195 countries have tallied their names into the United nations list. However, the only country whose name jumps out in every news channel is Pakistan. A population of 2 billion has caught the eye of every individual owing to its depleting economy, poverty-stricken majority, and unsettled and volatile political condition. “Pakistan is always on the brink,” journalist and documentarian Wajahat Khan told a packed room of Northeastern University’s journalism students, but “we don’t know what it’s on the brink of”.

Khan, a Fellow at the Joan Shorenstein Center on the Press, Politics and Public Policy at Harvard, has covered Pakistan’s military and the war on terror, for which his native country is “ground zero”, he said. He in his recent study brought out the uses of new media such as Facebook and Twitter, not as in the Arab world by democracy minded revolutionaries, but by fundamentalists such as the Taliban, pushing their views on a public eager for uncensored information.

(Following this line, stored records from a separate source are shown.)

//! Output formatting module for Armory
//!
//! Status lines use the classic `[+]`, `[-]`, `[*]` and `[!]` markers.

use colored::Colorize;
use serde::Serialize;

/// Output formatter for the human and JSON modes
pub struct OutputFormatter {
    /// Use colored output
    use_color: bool,
    /// JSON output mode
    json_mode: bool,
    /// Verbosity level
    verbosity: u8,
}

impl OutputFormatter {
    /// Create a new output formatter
    pub fn new(use_color: bool, json_mode: bool, verbosity: u8) -> Self {
        // Respect NO_COLOR environment variable
        let use_color = use_color && std::env::var("NO_COLOR").is_err();
        colored::control::set_override(use_color);

        Self {
            use_color,
            json_mode,
            verbosity,
        }
    }

    pub fn is_json(&self) -> bool {
        self.json_mode
    }

    /// Print a section header
    pub fn section(&self, title: &str) {
        if self.json_mode {
            return;
        }

        if self.use_color {
            println!("\n{}", title.cyan().bold());
            println!("{}", "-".repeat(title.len()).cyan());
        } else {
            println!("\n{}", title);
            println!("{}", "-".repeat(title.len()));
        }
    }

    /// Print a success line
    pub fn positive(&self, message: &str) {
        if self.json_mode {
            self.event("positive", message, false);
            return;
        }

        if self.use_color {
            println!("{} {}", "[+]".green().bold(), message);
        } else {
            println!("[+] {}", message);
        }
    }

    /// Print an error line
    pub fn negative(&self, message: &str) {
        if self.json_mode {
            self.event("error", message, true);
            return;
        }

        if self.use_color {
            eprintln!("{} {}", "[-]".red().bold(), message);
        } else {
            eprintln!("[-] {}", message);
        }
    }

    /// Print a warning line
    pub fn warning(&self, message: &str) {
        if self.json_mode {
            self.event("warning", message, true);
            return;
        }

        if self.use_color {
            eprintln!("{} {}", "[!]".yellow().bold(), message);
        } else {
            eprintln!("[!] {}", message);
        }
    }

    /// Print an informational line
    pub fn info(&self, message: &str) {
        if self.json_mode {
            if self.verbosity >= 1 {
                self.event("info", message, false);
            }
            return;
        }

        if self.use_color {
            println!("{} {}", "[*]".blue(), message);
        } else {
            println!("[*] {}", message);
        }
    }

    /// Print a debug line (requires higher verbosity)
    pub fn debug(&self, message: &str) {
        if self.verbosity < 2 {
            return;
        }

        if self.json_mode {
            self.event("debug", message, false);
            return;
        }

        if self.use_color {
            println!("{} {}", "DEBUG:".magenta(), message);
        } else {
            println!("DEBUG: {}", message);
        }
    }

    fn event(&self, kind: &str, message: &str, to_stderr: bool) {
        let line = serde_json::json!({ "type": kind, "message": message }).to_string();
        if to_stderr {
            eprintln!("{}", line);
        } else {
            println!("{}", line);
        }
    }

    /// Print a value as pretty JSON (JSON mode only)
    pub fn json<T: Serialize>(&self, value: &T) -> serde_json::Result<()> {
        if self.json_mode {
            println!("{}", serde_json::to_string_pretty(value)?);
        }
        Ok(())
    }

    /// Print a table
    pub fn table(&self, headers: &[&str], rows: &[Vec<String>]) {
        if self.json_mode {
            let table = serde_json::json!({
                "type": "table",
                "headers": headers,
                "rows": rows
            });
            println!("{:#}", table);
            return;
        }

        println!("{}", self.render_table(headers, rows));
    }

    fn render_table(&self, headers: &[&str], rows: &[Vec<String>]) -> String {
        // Calculate column widths
        let mut widths: Vec<usize> = headers.iter().map(|h| h.len()).collect();
        for row in rows {
            for (i, cell) in row.iter().enumerate() {
                if i < widths.len() {
                    widths[i] = widths[i].max(cell.len());
                }
            }
        }

        let mut lines = Vec::with_capacity(rows.len() + 2);

        let header_line = join_cells(headers.iter().copied(), &widths);
        if self.use_color {
            lines.push(header_line.bright_white().bold().to_string());
        } else {
            lines.push(header_line);
        }

        let sep: Vec<String> = widths.iter().map(|w| "-".repeat(*w)).collect();
        lines.push(sep.join("-+-"));

        for row in rows {
            lines.push(join_cells(row.iter().map(String::as_str), &widths));
        }

        lines.join("\n")
    }
}

fn join_cells<'a>(cells: impl Iterator<Item = &'a str>, widths: &[usize]) -> String {
    cells
        .zip(widths)
        .map(|(cell, width)| format!("{:width$}", cell, width = width))
        .collect::<Vec<_>>()
        .join(" | ")
        .trim_end()
        .to_string()
}
//! Fuzz target for requirements manifest parsing.
//!
//! Parsing arbitrary text must never panic, and every parsed constraint
//! must be usable against arbitrary installed versions.

#![no_main]

use armory::modules::deps::{compare_versions, DependencyManifest};
use libfuzzer_sys::fuzz_target;
use std::collections::HashMap;

fuzz_target!(|data: (&str, Vec<(String, String)>)| {
    let (content, installed) = data;

    let Ok(manifest) = DependencyManifest::parse(content) else {
        return;
    };

    for req in manifest.requirements() {
        for (_, version) in &installed {
            let _ = req.constraint.matches(version);
            let _ = compare_versions(version, &req.constraint.to_string());
        }
    }

    let installed: HashMap<String, String> = installed.into_iter().collect();
    let _ = manifest.evaluate(&installed);
});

Speaking in Shillman Hall, Khan said that decades of repression in Pakistan have left the mainstream media in a weakened state; occasionally able to investigate politicians but unwilling to criticise the military or the powerful Inter Services Intelligence (ISI). Khan elucidated “The media has been fooled; the media has also stopped itself”. The prevailing editorial stance now, exclaimed Khan, is “anti-American” because it serves ISI’s and the military’s purpose to focus Pakistanis on external enemies rather than poverty, unemployment and corruption. The corruption at every authoritarian level has pulled down the nation in every way.